▸ Requirement
Find the word "reduce" in the listing. Copy out each line where it occurs.
*** Study material ***
//! Bloom filter using the double hashing scheme of Kirsch and Mitzenmacher
//! ("Less hashing, same performance"): two base reductions simulate
//! `hash_ct` independent hash functions via `h1 + j * h2 mod m`.

use rand::Rng;

use crate::bits::BitVec;
use crate::error::Error;
use crate::hash::{RangeHasher, tweak};

/// A salted Bloom filter over `filter_bits` bits.
///
/// Insert/query only; there is no removal. The hasher passed to
/// [`insert`](BloomFilter::insert) and [`contains`](BloomFilter::contains)
/// must have radix equal to the filter's bit length.
#[derive(Clone, Debug, PartialEq, Eq)]
pub struct BloomFilter {
    bits: BitVec,
    salt: Vec<u8>,
    hash_ct: usize,
}

impl BloomFilter {
    /// Returns a zeroed filter of `filter_bits` bits with a zeroed salt of
    /// `salt_bytes` bytes and `hash_ct` probe positions per item.
    pub fn new(filter_bits: usize, salt_bytes: usize, hash_ct: usize) -> Self {
        Self {
            bits: BitVec::new(filter_bits),
            salt: vec![0; salt_bytes],
            hash_ct,
        }
    }

    /// Installs `salt` and zeroes the filter bits.
    pub fn reset(&mut self, salt: &[u8]) {
        self.salt.clear();
        self.salt.extend_from_slice(salt);
        self.bits.clear();
    }

    /// Generates a fresh random salt and zeroes the filter bits.
    pub fn reset_random_salt(&mut self) {
        rand::thread_rng().fill(&mut self.salt[..]);
        self.bits.clear();
    }

    /// Inserts `item` by setting its `hash_ct` probe bits.
    pub fn insert(&mut self, hasher: &mut RangeHasher, item: &[u8]) -> Result<(), Error> {
        let (h1, h2) = self.base_hashes(hasher, item)?;
        let m = self.bits.len() as u64;
        for j in 0..self.hash_ct as u64 {
            self.bits.set(((h1 + j * h2) % m) as usize);
        }
        Ok(())
    }

    /// Reports whether `item` is likely in the filter: true iff every probe
    /// bit is set. Never false for an inserted item; false positives occur
    /// with the usual `(1 - e^(-kn/m))^k` probability.
    pub fn contains(&self, hasher: &mut RangeHasher, item: &[u8]) -> Result<bool, Error> {
        let (h1, h2) = self.base_hashes(hasher, item)?;
        let m = self.bits.len() as u64;
        Ok((0..self.hash_ct as u64).all(|j| self.bits.get(((h1 + j * h2) % m) as usize)))
    }

    /// Filter length in bits (`m`).
    pub fn filter_bits(&self) -> usize {
        self.bits.len()
    }

    /// Number of probe positions per item (`k`).
    pub fn hash_ct(&self) -> usize {
        self.hash_ct
    }

    pub fn salt(&self) -> &[u8] {
        &self.salt
    }

    /// Underlying filter bytes.
    pub fn as_bytes(&self) -> &[u8] {
        self.bits.as_bytes()
    }

    fn base_hashes(&self, hasher: &mut RangeHasher, item: &[u8]) -> Result<(u64, u64), Error> {
        if self.bits.len() != hasher.radix() as usize {
            return Err(Error::ParamsMismatch);
        }
        let h1 = hasher.reduce(item, &tweak(&self.salt, 1))? as u64;
        let h2 = hasher.reduce(item, &tweak(&self.salt, 2))? as u64;
        Ok((h1, h2))
    }
}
***
▸ Task result
        let h1 = hasher.reduce(item, &tweak(&self.salt, 1))? as u64;
        let h2 = hasher.reduce(item, &tweak(&self.salt, 2))? as u64;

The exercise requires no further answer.